I just learned the heap's algorithm. Well the larger the number of objects get the more time the system takes to arrange them in all possible permutations. But when i calculate the the factorial of that number of objects in a calculator the results are instant. Why does it happen that same no. of permutations take more time than calculating the factorial?
#include <stdio.h>
#include <stdlib.h>
#include<iostream>
using namespace std;
int len;
void swap (int *x, int *y)
{
int temp;
temp = *x;
*x = *y;
*y = temp;
}
void print(const int *v)
{
int i;
int size = len;
if (v != 0) {
for ( i = 0; i < size; i++) {
cout<< v[i] ;
}
cout<<'\n';
}
}
void heappermute(int v[], int n) {
int i;
if (n == 1) {
print(v);
}
else {
for (i = 0; i < n; i++) {
heappermute(v, n-1);
if (n % 2 == 1) {
swap(&v[0], &v[n-1]);
}
else {
swap(&v[i], &v[n-1]);
}
}
}
}
int main()
{
int num[11];
int i;
cout<<"How many numbers you want to enter: ";
cin>>len;
cout<<"\nEnter the numbers: ";
for ( i = 0 ; i < len; i++)
cin>>num[i];
heappermute(num, len);
return 0;
}
You are giving two different tasks to your computer program and to your calculator. Generating every possible permutation of a set of objects is a different problem from finding the number of such permutations.

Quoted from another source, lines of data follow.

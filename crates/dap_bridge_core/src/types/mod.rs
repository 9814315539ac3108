//! Typed payloads on both sides of the bridge.

pub mod events;
pub mod responses;
pub mod tools;

pub use events::{AdapterEvent, Notification};
pub use responses::AdapterBody;
pub use tools::{
    SourceBreakpoint, StepKind, TextContent, ToolCall, ToolCallRequest, ToolCallResult, ToolName,
    ToolOutput,
};
//! Request/response correlation over one transport.

use std::collections::HashMap;
use std::sync::atomic::{AtomicBool, Ordering};
use std::sync::Arc;
use std::time::{Duration, Instant};

use async_trait::async_trait;
use serde_json::Value;
use tokio::sync::{mpsc, oneshot, Mutex};
use tokio::task::JoinHandle;
use tracing::{debug, trace, warn};

use crate::adapter::DebugAdapter;
use crate::protocol::{Event, ProtocolMessage, Request, Response};
use crate::transport::{ExitInfo, Transport, TransportEvent};
use crate::{BridgeError, Result};

pub const DEFAULT_REQUEST_TIMEOUT: Duration = Duration::from_secs(30);

type Responder = oneshot::Sender<Result<Response>>;
type PendingMap = Arc<Mutex<HashMap<i64, PendingRequest>>>;

/// Something the adapter said or did that no request asked for.
#[derive(Debug, Clone, PartialEq)]
pub enum ClientEvent {
    Event(Event),
    Error(String),
    Disconnected(ExitInfo),
}

struct PendingRequest {
    command: String,
    responder: Responder,
    timeout: JoinHandle<()>,
    sent_at: Instant,
}

impl PendingRequest {
    fn resolve(self, outcome: Result<Response>) {
        self.timeout.abort();
        if self.responder.send(outcome).is_err() {
            debug!(command = %self.command, "Response receiver dropped before delivery");
        }
    }
}

/// Handle to a request that has been written but not yet answered.
#[derive(Debug)]
pub struct PendingResponse {
    seq: i64,
    command: String,
    rx: oneshot::Receiver<Result<Response>>,
}

impl PendingResponse {
    pub fn seq(&self) -> i64 {
        self.seq
    }

    pub fn command(&self) -> &str {
        &self.command
    }

    /// Wait for the outcome; `success: false` responses become adapter errors.
    pub async fn wait(self) -> Result<Response> {
        let response = self.rx.await.map_err(|_| {
            BridgeError::Disconnected(format!(
                "response channel closed while waiting for '{}'",
                self.command
            ))
        })??;

        if !response.success {
            return Err(BridgeError::adapter(&self.command, response.error_message()));
        }
        Ok(response)
    }

    /// Wait for the raw response, failed or not.
    pub async fn wait_raw(self) -> Result<Response> {
        self.rx.await.map_err(|_| {
            BridgeError::Disconnected(format!(
                "response channel closed while waiting for '{}'",
                self.command
            ))
        })?
    }
}

pub struct AdapterClient {
    transport: Arc<Transport>,
    /// Held from sequence allocation until the request is written.
    next_seq: Mutex<i64>,
    pending: PendingMap,
    request_timeout: Duration,
    disconnected: AtomicBool,
    dispatch_task: JoinHandle<()>,
}

impl AdapterClient {
    /// Take ownership of a transport and its signal stream. Returns the client
    /// and the ordered stream of unsolicited adapter activity.
    pub fn new(
        transport: Transport,
        transport_events: mpsc::UnboundedReceiver<TransportEvent>,
        request_timeout: Duration,
    ) -> (Self, mpsc::UnboundedReceiver<ClientEvent>) {
        let pending: PendingMap = Arc::new(Mutex::new(HashMap::new()));
        let (events_tx, events_rx) = mpsc::unbounded_channel();
        let dispatch_task = tokio::spawn(dispatch_loop(transport_events, pending.clone(), events_tx));

        let client = Self {
            transport: Arc::new(transport),
            next_seq: Mutex::new(1),
            pending,
            request_timeout,
            disconnected: AtomicBool::new(false),
            dispatch_task,
        };
        (client, events_rx)
    }

    pub fn request_timeout(&self) -> Duration {
        self.request_timeout
    }

    /// Allocate a sequence number, register the pending entry and write the request.
    pub async fn send_request_begin(
        &self,
        command: &str,
        arguments: Option<Value>,
    ) -> Result<PendingResponse> {
        if self.disconnected.load(Ordering::SeqCst) {
            return Err(BridgeError::Disconnected(format!(
                "cannot send '{command}' on a disconnected client"
            )));
        }

        let mut next_seq = self.next_seq.lock().await;
        let seq = *next_seq;
        *next_seq += 1;
        let request = ProtocolMessage::Request(Request {
            seq,
            command: command.to_string(),
            arguments,
        });
        let body = serde_json::to_string(&request)?;

        let (tx, rx) = oneshot::channel();
        {
            let mut pending = self.pending.lock().await;
            pending.insert(
                seq,
                PendingRequest {
                    command: command.to_string(),
                    responder: tx,
                    timeout: spawn_timeout(self.pending.clone(), seq, command, self.request_timeout),
                    sent_at: Instant::now(),
                },
            );
        }

        debug!(seq, command, "Sending DAP request");
        if let Err(e) = self.transport.send(&body).await {
            if let Some(entry) = self.pending.lock().await.remove(&seq) {
                entry.timeout.abort();
            }
            return Err(e);
        }
        drop(next_seq);

        Ok(PendingResponse {
            seq,
            command: command.to_string(),
            rx,
        })
    }

    /// Send a request and wait for its successful response.
    pub async fn send_request(&self, command: &str, arguments: Option<Value>) -> Result<Response> {
        self.send_request_begin(command, arguments).await?.wait().await
    }

    pub async fn pending_count(&self) -> usize {
        self.pending.lock().await.len()
    }

    pub fn is_connected(&self) -> bool {
        !self.disconnected.load(Ordering::SeqCst) && self.transport.is_connected()
    }

    /// Fail every outstanding request and close the transport. Idempotent.
    pub async fn disconnect(&self) {
        if self.disconnected.swap(true, Ordering::SeqCst) {
            return;
        }
        fail_all_pending(&self.pending, "client disconnected").await;
        self.transport.close().await;
    }
}

impl Drop for AdapterClient {
    fn drop(&mut self) {
        self.dispatch_task.abort();
    }
}

#[async_trait]
impl DebugAdapter for AdapterClient {
    async fn begin_request(&self, command: &str, arguments: Option<Value>) -> Result<PendingResponse> {
        self.send_request_begin(command, arguments).await
    }

    async fn disconnect(&self) {
        AdapterClient::disconnect(self).await
    }

    fn is_connected(&self) -> bool {
        AdapterClient::is_connected(self)
    }

    async fn pending_count(&self) -> usize {
        AdapterClient::pending_count(self).await
    }
}

fn spawn_timeout(pending: PendingMap, seq: i64, command: &str, after: Duration) -> JoinHandle<()> {
    let command = command.to_string();
    tokio::spawn(async move {
        tokio::time::sleep(after).await;
        // Remove first so a late response is treated as unknown.
        let entry = pending.lock().await.remove(&seq);
        if let Some(entry) = entry {
            warn!(seq, command = %command, ?after, "DAP request timed out");
            let _ = entry.responder.send(Err(BridgeError::Timeout { command, after }));
        }
    })
}

async fn fail_all_pending(pending: &PendingMap, reason: &str) {
    let drained: Vec<(i64, PendingRequest)> = pending.lock().await.drain().collect();
    if !drained.is_empty() {
        debug!(count = drained.len(), reason, "Failing pending DAP requests");
    }
    for (seq, entry) in drained {
        let message = format!("request {seq} ('{}') abandoned: {reason}", entry.command);
        entry.resolve(Err(BridgeError::Disconnected(message)));
    }
}

async fn dispatch_loop(
    mut transport_events: mpsc::UnboundedReceiver<TransportEvent>,
    pending: PendingMap,
    events: mpsc::UnboundedSender<ClientEvent>,
) {
    while let Some(signal) = transport_events.recv().await {
        match signal {
            TransportEvent::Connected => debug!("Adapter transport connected"),
            TransportEvent::Message(body) => handle_message(&body, &pending, &events).await,
            TransportEvent::Error(message) => {
                warn!("Adapter transport error: {}", message);
                let _ = events.send(ClientEvent::Error(message));
            }
            TransportEvent::Disconnected(info) => {
                fail_all_pending(&pending, "adapter disconnected").await;
                let _ = events.send(ClientEvent::Disconnected(info));
                break;
            }
        }
    }
}

async fn handle_message(
    body: &str,
    pending: &PendingMap,
    events: &mpsc::UnboundedSender<ClientEvent>,
) {
    let message = match serde_json::from_str::<ProtocolMessage>(body) {
        Ok(message) => message,
        Err(e) => {
            warn!(body, "Dropping unrecognized adapter message: {}", e);
            return;
        }
    };

    match message {
        ProtocolMessage::Response(response) => {
            let entry = pending.lock().await.remove(&response.request_seq);
            match entry {
                Some(entry) => {
                    trace!(
                        request_seq = response.request_seq,
                        command = %entry.command,
                        elapsed_ms = entry.sent_at.elapsed().as_millis() as u64,
                        success = response.success,
                        "DAP response received"
                    );
                    entry.resolve(Ok(response));
                }
                None => warn!(
                    request_seq = response.request_seq,
                    command = %response.command,
                    "Received response for unknown request"
                ),
            }
        }
        ProtocolMessage::Event(event) => {
            trace!(event = %event.event, "DAP event received");
            let _ = events.send(ClientEvent::Event(event));
        }
        ProtocolMessage::Request(request) => {
            warn!(
                command = %request.command,
                "Dropping reverse request from adapter (not supported)"
            );
        }
    }
}
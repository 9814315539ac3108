//! The adapter seam the session manager depends on.
//!
//! A session only ever talks to a `DebugAdapter`; where the adapter comes from
//! (a spawned process, a socket, or a target-specific provider that owns its own
//! stream) is decided by an `AdapterConnector`.

use std::sync::Arc;
use std::time::Duration;

use async_trait::async_trait;
use serde_json::Value;
use tokio::sync::mpsc;

use crate::client::{AdapterClient, ClientEvent, PendingResponse};
use crate::config::SessionConfig;
use crate::protocol::Response;
use crate::transport::Transport;
use crate::Result;

#[async_trait]
pub trait DebugAdapter: Send + Sync {
    /// Write a request and return a handle for its eventual response.
    async fn begin_request(&self, command: &str, arguments: Option<Value>) -> Result<PendingResponse>;

    async fn request(&self, command: &str, arguments: Option<Value>) -> Result<Response> {
        self.begin_request(command, arguments).await?.wait().await
    }

    async fn disconnect(&self);

    fn is_connected(&self) -> bool;

    async fn pending_count(&self) -> usize;
}

/// A live adapter plus the ordered stream of its unsolicited activity.
pub struct AdapterConnection {
    pub adapter: Arc<dyn DebugAdapter>,
    pub events: mpsc::UnboundedReceiver<ClientEvent>,
}

impl AdapterConnection {
    pub fn from_client(client: AdapterClient, events: mpsc::UnboundedReceiver<ClientEvent>) -> Self {
        Self {
            adapter: Arc::new(client),
            events,
        }
    }
}

#[async_trait]
pub trait AdapterConnector: Send + Sync {
    async fn connect(&self, config: &SessionConfig, request_timeout: Duration) -> Result<AdapterConnection>;
}

/// Connects over the session's configured spawn command or TCP endpoint.
#[derive(Debug, Clone)]
pub struct WireConnector {
    connect_timeout: Duration,
}

impl WireConnector {
    pub fn new(connect_timeout: Duration) -> Self {
        Self { connect_timeout }
    }
}

#[async_trait]
impl AdapterConnector for WireConnector {
    async fn connect(&self, config: &SessionConfig, request_timeout: Duration) -> Result<AdapterConnection> {
        let (transport, transport_events) = Transport::new(config.transport.clone(), self.connect_timeout);
        transport.connect().await?;
        let (client, events) = AdapterClient::new(transport, transport_events, request_timeout);
        Ok(AdapterConnection::from_client(client, events))
    }
}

How many positive even numbers are there below one billion? What are they? (List them all.) Which one takes longer to figure out?
There are ways to calculate a factorial other than listing all the possibilities. See this question that gives both the naive recursive approach (F(n) = n*F(n-1)) which is Omega(n2 log n) and also an O(n log n log log n) algorithm.
A factorial can also be estimated, which may be close enough. I don't know exactly what method your calculator is using, but one possibility is Stirling's approximation.